Many seminars, books and late night infomercials advertise the "no money, no credit" real estate investment deal. Conventional bank loans are rarely issued to people with bad credit and no money for a down payment. However, there are several alternative methods to purchasing a home that can be used regardless of credit and without a down payment, including the options of renting to own and owner financing.
Research properties in your area that advertise rent-to-buy or owner financing. Rent-to-buy is an option given to buyers who would not qualify for conventional mortgages, but are still interested in home ownership. In this case, the homeowner allows the buyer to rent for a specified period of time while his or her credit gets rebuilt. Owner financing is when a homeowner carries part or all of the purchase price, less the buyer's down payment. In other words, the buyer makes payments to the homeowner to pay down the mortgage instead of the bank. Create a list of rent-to-buy and owner financing properties and set an appointment to view each home.

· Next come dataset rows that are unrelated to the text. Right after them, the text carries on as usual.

use crate::foundation::math::{add_sat_u8, mul_div255_u8, u8_to_unit, unit_to_u8, unpremultiply_rgba8};

pub type PremulRgba8 = [u8; 4];

/// How a tile or range composites onto what is below it.
#[derive(Clone, Copy, Debug, Default, PartialEq, Eq, Hash, serde::Serialize, serde::Deserialize)]
#[serde(rename_all = "snake_case")]
pub enum BlendMode {
    #[default]
    Normal,
    Add,
    Subtract,
    Multiply,
    Difference,
}

impl BlendMode {
    pub fn is_normal(self) -> bool {
        matches!(self, Self::Normal)
    }
}

/// Source-over for premultiplied pixels.
pub fn over(dst: PremulRgba8, src: PremulRgba8) -> PremulRgba8 {
    if src[3] == 0 {
        return dst;
    }
    if src[3] == 255 {
        return src;
    }
    let inv = 255u16 - u16::from(src[3]);
    let mut out = [0u8; 4];
    for i in 0..4 {
        out[i] = add_sat_u8(src[i], mul_div255_u8(u16::from(dst[i]), inv));
    }
    out
}

/// Composite `src` onto `dst` with the separable blend function of `mode`.
///
/// `co = cs·(1−ab) + cb·(1−as) + as·ab·B(Cb, Cs)`, alpha is plain source-over.
pub fn blend(mode: BlendMode, dst: PremulRgba8, src: PremulRgba8) -> PremulRgba8 {
    if mode.is_normal() {
        return over(dst, src);
    }
    if src[3] == 0 {
        return dst;
    }

    let sa = u8_to_unit(src[3]);
    let da = u8_to_unit(dst[3]);
    let mut out = [0u8; 4];
    for i in 0..3 {
        let sc = u8_to_unit(src[i]);
        let dc = u8_to_unit(dst[i]);
        let cs = sc / sa;
        let cb = if da > 0.0 { dc / da } else { 0.0 };
        let b = match mode {
            BlendMode::Normal => cs,
            BlendMode::Add => (cb + cs).min(1.0),
            BlendMode::Subtract => (cb - cs).max(0.0),
            BlendMode::Multiply => cb * cs,
            BlendMode::Difference => (cb - cs).abs(),
        };
        out[i] = unit_to_u8(sc * (1.0 - da) + dc * (1.0 - sa) + sa * da * b);
    }
    out[3] = unit_to_u8(sa + da - sa * da);
    out
}

/// Replace the alpha of a premultiplied pixel with `coverage`, rescaling its color.
pub fn with_coverage(px: PremulRgba8, coverage: u8) -> PremulRgba8 {
    if px[3] == coverage {
        return px;
    }
    let straight = unpremultiply_rgba8(px);
    let a = u16::from(coverage);
    [
        mul_div255_u8(u16::from(straight[0]), a),
        mul_div255_u8(u16::from(straight[1]), a),
        mul_div255_u8(u16::from(straight[2]), a),
        coverage,
    ]
}

#[cfg(test)]
#[path = "../../tests/unit/raster/composite.rs"]
mod tests;
pub(crate) mod buffer;
pub(crate) mod composite;
pub(crate) mod pool;
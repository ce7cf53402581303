use std::sync::Arc;

use crate::foundation::core::{Affine, Point, Viewport};
use crate::foundation::error::{WarpError, WarpResult};
use crate::grouping::rasterize::{CachedRange, RangeCache, WarpedRaster};
use crate::raster::buffer::{AlphaMask, RasterBuffer};
use crate::transform::coordinate::{Conjugated, CoordinateTransform, invert_affine};
use crate::transform::mesh::WarpMesh;
use crate::transform::mls::{ControlPoint, Deformation, fit_deformation};

/// Resampling used when remapping cached rasters.
#[derive(Clone, Copy, Debug, Default, PartialEq, Eq, serde::Serialize, serde::Deserialize)]
#[serde(rename_all = "snake_case")]
pub enum Interpolation {
    #[default]
    Nearest,
    Bilinear,
}

#[derive(Clone, Copy, Debug, PartialEq)]
pub struct EngineOpts {
    pub mesh_subdivisions: u32,
    pub alpha: f64,
    pub interpolation: Interpolation,
}

impl Default for EngineOpts {
    fn default() -> Self {
        Self {
            mesh_subdivisions: 32,
            alpha: 1.0,
            interpolation: Interpolation::Nearest,
        }
    }
}

/// How target pixels of one cache snapshot find their source.
#[derive(Clone, Debug)]
pub enum WarpPlan {
    /// Warped output is a verbatim copy.
    Identity,
    /// Target -> source affine.
    Affine(Affine),
    Mesh(WarpMesh),
}

#[derive(Debug)]
pub enum PassOutcome {
    Completed { ranges: usize },
    /// The cache was replaced mid-pass; `mapped` ranges were published before stopping.
    Abandoned { mapped: usize },
    /// Soft failure: nothing was published.
    Skipped(WarpError),
}

/// Turns control points into a pixel remapping and applies it to cached ranges.
#[derive(Clone, Debug, Default)]
pub struct MeshTransformEngine {
    opts: EngineOpts,
}

impl MeshTransformEngine {
    pub fn new(opts: EngineOpts) -> Self {
        Self { opts }
    }

    pub fn opts(&self) -> &EngineOpts {
        &self.opts
    }

    pub fn fit(&self, points: &[ControlPoint]) -> WarpResult<Arc<Deformation>> {
        Ok(Arc::new(fit_deformation(points, self.opts.alpha)?))
    }

    /// `buffer → world`, deformation, `world → buffer` for a padded buffer of `viewport`.
    pub fn composite(
        &self,
        deformation: Arc<Deformation>,
        viewport: &Viewport,
        pad: u32,
    ) -> WarpResult<Conjugated> {
        Conjugated::new(viewport.buffer_to_world(pad), deformation)
    }

    pub fn plan(
        &self,
        deformation: &Arc<Deformation>,
        viewport: &Viewport,
        pad: u32,
    ) -> WarpResult<WarpPlan> {
        if deformation.is_identity() {
            return Ok(WarpPlan::Identity);
        }
        let composite = self.composite(Arc::clone(deformation), viewport, pad)?;
        if let Some(a) = composite.as_affine() {
            return Ok(WarpPlan::Affine(invert_affine(a)?));
        }
        let (w, h) = viewport.padded_size(pad);
        let mesh = composite.build_mesh(f64::from(w), f64::from(h), self.opts.mesh_subdivisions);
        if mesh.triangle_count() == 0 {
            return Err(WarpError::NonInvertible { x: 0.0, y: 0.0 });
        }
        Ok(WarpPlan::Mesh(mesh))
    }

    pub fn map_range(&self, plan: &WarpPlan, range: &CachedRange) -> WarpedRaster {
        let source = range.source();
        let mask = range.source_mask();
        match plan {
            WarpPlan::Identity => WarpedRaster {
                raster: source.clone(),
                mask: mask.cloned(),
            },
            WarpPlan::Affine(inv) => {
                let (w, h) = (source.width(), source.height());
                let mut out = self.empty_like(source, mask);
                for y in 0..h {
                    for x in 0..w {
                        let c = Point::new(f64::from(x) + 0.5, f64::from(y) + 0.5);
                        self.sample_into(source, mask, &mut out, x, y, *inv * c);
                    }
                }
                out
            }
            WarpPlan::Mesh(mesh) => {
                let mut out = self.empty_like(source, mask);
                mesh.for_each_target_pixel(source.width(), source.height(), |x, y, s| {
                    self.sample_into(source, mask, &mut out, x, y, s);
                });
                out
            }
        }
    }

    /// Fit, plan and map every range of `cache`, publishing each warped result as it completes.
    ///
    /// `is_current` is checked before each range; once it reports false the pass stops.
    #[tracing::instrument(level = "debug", skip_all, fields(generation = cache.generation, points = points.len()))]
    pub fn run_pass(
        &self,
        cache: &RangeCache,
        points: &[ControlPoint],
        is_current: impl Fn() -> bool,
    ) -> PassOutcome {
        let Some(viewport) = cache.viewport else {
            return PassOutcome::Completed { ranges: 0 };
        };
        let plan = match self
            .fit(points)
            .and_then(|d| self.plan(&d, &viewport, cache.pad))
        {
            Ok(plan) => plan,
            Err(e) => {
                if e.is_soft() {
                    tracing::debug!(error = %e, "warp pass skipped");
                } else {
                    tracing::error!(error = %e, "warp pass failed");
                }
                return PassOutcome::Skipped(e);
            }
        };

        let mut mapped = 0;
        for range in &cache.ranges {
            if !is_current() {
                tracing::debug!(mapped, "cache superseded, abandoning warp pass");
                return PassOutcome::Abandoned { mapped };
            }
            if range.is_flushed() {
                continue;
            }
            range.publish_warped(self.map_range(&plan, range));
            mapped += 1;
        }
        PassOutcome::Completed { ranges: mapped }
    }

    fn empty_like(&self, source: &RasterBuffer, mask: Option<&AlphaMask>) -> WarpedRaster {
        WarpedRaster {
            raster: RasterBuffer::new(source.width(), source.height(), source.format()),
            mask: mask.map(|m| AlphaMask::new(m.width(), m.height())),
        }
    }

    fn sample_into(
        &self,
        source: &RasterBuffer,
        mask: Option<&AlphaMask>,
        out: &mut WarpedRaster,
        x: u32,
        y: u32,
        s: Point,
    ) {
        let (w, h) = (source.width(), source.height());
        if !(s.x >= 0.0 && s.y >= 0.0 && s.x < f64::from(w) && s.y < f64::from(h)) {
            return;
        }
        match self.opts.interpolation {
            Interpolation::Nearest => {
                let (sx, sy) = (s.x.floor() as u32, s.y.floor() as u32);
                out.raster
                    .raw_pixel_mut(x, y)
                    .copy_from_slice(source.raw_pixel(sx, sy));
                if let (Some(m), Some(om)) = (mask, out.mask.as_mut()) {
                    om.set(x, y, m.get(sx, sy));
                }
            }
            Interpolation::Bilinear => {
                let taps = BilinearTaps::new(s, w, h);
                let bpp = source.format().bytes_per_pixel();
                let dst = out.raster.raw_pixel_mut(x, y);
                for (c, d) in dst.iter_mut().enumerate().take(bpp) {
                    *d = taps.sample(|tx, ty| source.raw_pixel(tx, ty)[c]);
                }
                if let (Some(m), Some(om)) = (mask, out.mask.as_mut()) {
                    om.set(x, y, taps.sample(|tx, ty| m.get(tx, ty)));
                }
            }
        }
    }
}

struct BilinearTaps {
    x0: u32,
    x1: u32,
    y0: u32,
    y1: u32,
    fx: f64,
    fy: f64,
}

impl BilinearTaps {
    fn new(s: Point, w: u32, h: u32) -> Self {
        let u = (s.x - 0.5).clamp(0.0, f64::from(w - 1));
        let v = (s.y - 0.5).clamp(0.0, f64::from(h - 1));
        let x0 = u.floor() as u32;
        let y0 = v.floor() as u32;
        Self {
            x0,
            x1: (x0 + 1).min(w - 1),
            y0,
            y1: (y0 + 1).min(h - 1),
            fx: u - f64::from(x0),
            fy: v - f64::from(y0),
        }
    }

    fn sample(&self, get: impl Fn(u32, u32) -> u8) -> u8 {
        let lerp = |a: f64, b: f64, t: f64| a + (b - a) * t;
        let top = lerp(
            f64::from(get(self.x0, self.y0)),
            f64::from(get(self.x1, self.y0)),
            self.fx,
        );
        let bottom = lerp(
            f64::from(get(self.x0, self.y1)),
            f64::from(get(self.x1, self.y1)),
            self.fx,
        );
        lerp(top, bottom, self.fy).round().clamp(0.0, 255.0) as u8
    }
}

#[cfg(test)]
#[path = "../../tests/unit/transform/engine.rs"]
mod tests;
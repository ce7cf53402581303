use std::sync::atomic::{AtomicU64, Ordering};
use std::sync::{Arc, Mutex, PoisonError, RwLock};

use crate::foundation::core::{LayerId, Rect, TileId, Viewport};
use crate::tile::{Tile, TileState};

/// Spatial lookup of tiles in world space.
pub trait TileIndex: Send + Sync {
    /// Tiles whose world bounds intersect `rect`, bottom to top.
    fn find_visible(&self, rect: Rect) -> Vec<Arc<dyn Tile>>;

    /// Stacking position of a tile, `None` if it is not indexed.
    fn z_index(&self, id: TileId) -> Option<usize>;

    /// Every tile of `layer`, bottom to top.
    fn layer_tiles(&self, layer: LayerId) -> Vec<Arc<dyn Tile>>;
}

/// Vector-backed index, stacking order is insertion order.
#[derive(Debug, Default)]
pub struct InMemoryIndex {
    tiles: RwLock<Vec<Arc<dyn Tile>>>,
}

impl InMemoryIndex {
    pub fn new() -> Self {
        Self::default()
    }

    pub fn push(&self, tile: Arc<dyn Tile>) {
        self.tiles
            .write()
            .unwrap_or_else(PoisonError::into_inner)
            .push(tile);
    }

    pub fn all(&self) -> Vec<Arc<dyn Tile>> {
        self.tiles
            .read()
            .unwrap_or_else(PoisonError::into_inner)
            .clone()
    }
}

impl TileIndex for InMemoryIndex {
    fn find_visible(&self, rect: Rect) -> Vec<Arc<dyn Tile>> {
        self.tiles
            .read()
            .unwrap_or_else(PoisonError::into_inner)
            .iter()
            .filter(|t| !t.world_bounds().intersect(rect).is_zero_area())
            .cloned()
            .collect()
    }

    fn z_index(&self, id: TileId) -> Option<usize> {
        self.tiles
            .read()
            .unwrap_or_else(PoisonError::into_inner)
            .iter()
            .position(|t| t.id() == id)
    }

    fn layer_tiles(&self, layer: LayerId) -> Vec<Arc<dyn Tile>> {
        self.tiles
            .read()
            .unwrap_or_else(PoisonError::into_inner)
            .iter()
            .filter(|t| t.layer() == layer)
            .cloned()
            .collect()
    }
}

/// Attributes a transform change touches.
pub const TRANSFORM_ATTRIBUTES: [&str; 4] = ["pixels", "affine", "width", "height"];

#[derive(Clone, Debug, PartialEq, serde::Serialize)]
pub struct EditStep {
    pub attributes: Vec<&'static str>,
    pub tiles: Vec<TileState>,
}

impl EditStep {
    pub fn capture(tiles: &[Arc<dyn Tile>], attributes: &[&'static str]) -> Self {
        Self {
            attributes: attributes.to_vec(),
            tiles: tiles.iter().map(|t| t.state()).collect(),
        }
    }
}

pub trait UndoLog: Send + Sync {
    fn add_edit_step(&self, step: EditStep);
}

#[derive(Debug, Default)]
pub struct InMemoryUndoLog {
    steps: Mutex<Vec<EditStep>>,
}

impl InMemoryUndoLog {
    pub fn new() -> Self {
        Self::default()
    }

    pub fn steps(&self) -> Vec<EditStep> {
        self.steps
            .lock()
            .unwrap_or_else(PoisonError::into_inner)
            .clone()
    }
}

impl UndoLog for InMemoryUndoLog {
    fn add_edit_step(&self, step: EditStep) {
        self.steps
            .lock()
            .unwrap_or_else(PoisonError::into_inner)
            .push(step);
    }
}

/// The surface the preview is shown on.
pub trait DisplayCanvas: Send + Sync {
    fn request_repaint(&self);

    fn viewport(&self) -> Viewport;
}

/// Canvas that only counts repaint requests.
#[derive(Debug)]
pub struct RecordingCanvas {
    viewport: Mutex<Viewport>,
    repaints: AtomicU64,
}

impl RecordingCanvas {
    pub fn new(viewport: Viewport) -> Self {
        Self {
            viewport: Mutex::new(viewport),
            repaints: AtomicU64::new(0),
        }
    }

    pub fn set_viewport(&self, viewport: Viewport) {
        *self.viewport.lock().unwrap_or_else(PoisonError::into_inner) = viewport;
    }

    pub fn repaint_count(&self) -> u64 {
        self.repaints.load(Ordering::Acquire)
    }
}

impl DisplayCanvas for RecordingCanvas {
    fn request_repaint(&self) {
        self.repaints.fetch_add(1, Ordering::AcqRel);
    }

    fn viewport(&self) -> Viewport {
        *self.viewport.lock().unwrap_or_else(PoisonError::into_inner)
    }
}

#[cfg(test)]
#[path = "../../tests/unit/tile/collab.rs"]
mod tests;
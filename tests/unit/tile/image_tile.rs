use super::*;
use crate::foundation::core::Vec2;

fn solid(w: u32, h: u32, px: [u8; 4]) -> RasterBuffer {
    let mut b = RasterBuffer::new(w, h, PixelFormat::Rgba8Premul);
    for y in 0..h {
        for x in 0..w {
            b.set_pixel(x, y, px);
        }
    }
    b
}

fn tile_at(x: f64, y: f64, w: u32, h: u32) -> ImageTile {
    ImageTile::new(
        TileId(1),
        LayerId(0),
        solid(w, h, [255, 0, 0, 255]),
        Affine::translate((x, y)),
    )
    .unwrap()
}

#[test]
fn renders_at_its_placement() {
    let t = tile_at(3.0, 2.0, 4, 2);
    let mut target = RasterBuffer::new(10, 6, PixelFormat::Rgba8Premul);
    t.render(&mut target, Affine::IDENTITY, BlendMode::Normal).unwrap();
    for y in 0..6 {
        for x in 0..10 {
            let inside = (3..7).contains(&x) && (2..4).contains(&y);
            assert_eq!(target.pixel(x, y)[3] == 255, inside, "({x},{y})");
        }
    }
    assert_eq!(t.world_bounds(), Rect::new(3.0, 2.0, 7.0, 4.0));
}

#[test]
fn appended_translation_moves_bounds_and_pixels() {
    let t = tile_at(0.0, 0.0, 2, 2);
    t.append_transform(Arc::new(Affine::translate((5.0, 1.0)))).unwrap();
    assert_eq!(t.local_bounds(), Rect::new(5.0, 1.0, 7.0, 3.0));
    assert_eq!(t.world_bounds(), Rect::new(5.0, 1.0, 7.0, 3.0));
    assert_eq!(t.state().transforms, 1);

    let mut target = RasterBuffer::new(8, 4, PixelFormat::Rgba8Premul);
    t.render(&mut target, Affine::IDENTITY, BlendMode::Normal).unwrap();
    assert_eq!(target.pixel(5, 1), [255, 0, 0, 255]);
    assert_eq!(target.pixel(0, 0), [0, 0, 0, 0]);
}

#[test]
fn non_affine_chain_renders_through_mesh() {
    #[derive(Debug)]
    struct Shift;
    impl CoordinateTransform for Shift {
        fn apply(&self, p: Point) -> Point {
            p + Vec2::new(2.0, 0.0)
        }
    }
    let t = tile_at(0.0, 0.0, 4, 4);
    t.append_transform(Arc::new(Shift)).unwrap();
    assert!(t.transform_chain().as_affine().is_none());

    let mut target = RasterBuffer::new(8, 4, PixelFormat::Rgba8Premul);
    t.render(&mut target, Affine::IDENTITY, BlendMode::Normal).unwrap();
    assert_eq!(target.pixel(1, 1)[3], 0);
    assert_eq!(target.pixel(2, 1)[3], 255);
    assert_eq!(target.pixel(5, 3)[3], 255);
    assert_eq!(target.pixel(6, 1)[3], 0);
}

#[test]
fn pyramid_regeneration_builds_levels() {
    let t = tile_at(0.0, 0.0, 80, 40);
    let before = t.state().pyramid_revision;
    let levels = t.regenerate_pyramid().wait().unwrap();
    // 80 -> 40 -> 20
    assert_eq!(levels, 3);
    assert_eq!(t.state().pyramid_revision, before + 1);
    let l1 = t.pyramid_level(1).unwrap();
    assert_eq!((l1.width(), l1.height()), (40, 20));
    assert_eq!(l1.pixel(3, 3), [255, 0, 0, 255]);
}

#[test]
fn grayscale_detection_and_builders() {
    let img = image::DynamicImage::ImageLuma8(image::GrayImage::from_pixel(2, 2, image::Luma([90])));
    let t = ImageTile::from_image(TileId(2), LayerId(0), &img, Affine::IDENTITY).unwrap();
    assert!(t.is_grayscale());
    assert_eq!(t.pixels().pixel(0, 0), [90, 90, 90, 255]);

    let t = t.with_blend_mode(BlendMode::Multiply).unwrap();
    assert_eq!(t.blend_mode(), BlendMode::Multiply);
    let shared = t.clone();
    assert!(t.with_grayscale(false).is_err());
    drop(shared);
}

#[test]
fn rejects_singular_placement() {
    let err = ImageTile::new(
        TileId(3),
        LayerId(0),
        solid(1, 1, [0, 0, 0, 255]),
        Affine::scale_non_uniform(1.0, 0.0),
    );
    assert!(err.is_err());
}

Research property values in the neighborhoods where these home are located. Seller and buyer financing terms are usually very flexible in owner financing scenarios. If you have bad credit, the seller may ask a higher interest rate than average to mitigate the risk of financing the property.
Negotiate with the homeowner to determine the length of time the property can be rented or financed before being required to buy. Occasionally a homeowner will want a down payment to cover closing costs, but a certain amount of the rent each month can go toward closing costs to avoid a down payment. Owner financing often lasts for a few years, then the full purchase price of the home is due through a conventional loan or cash.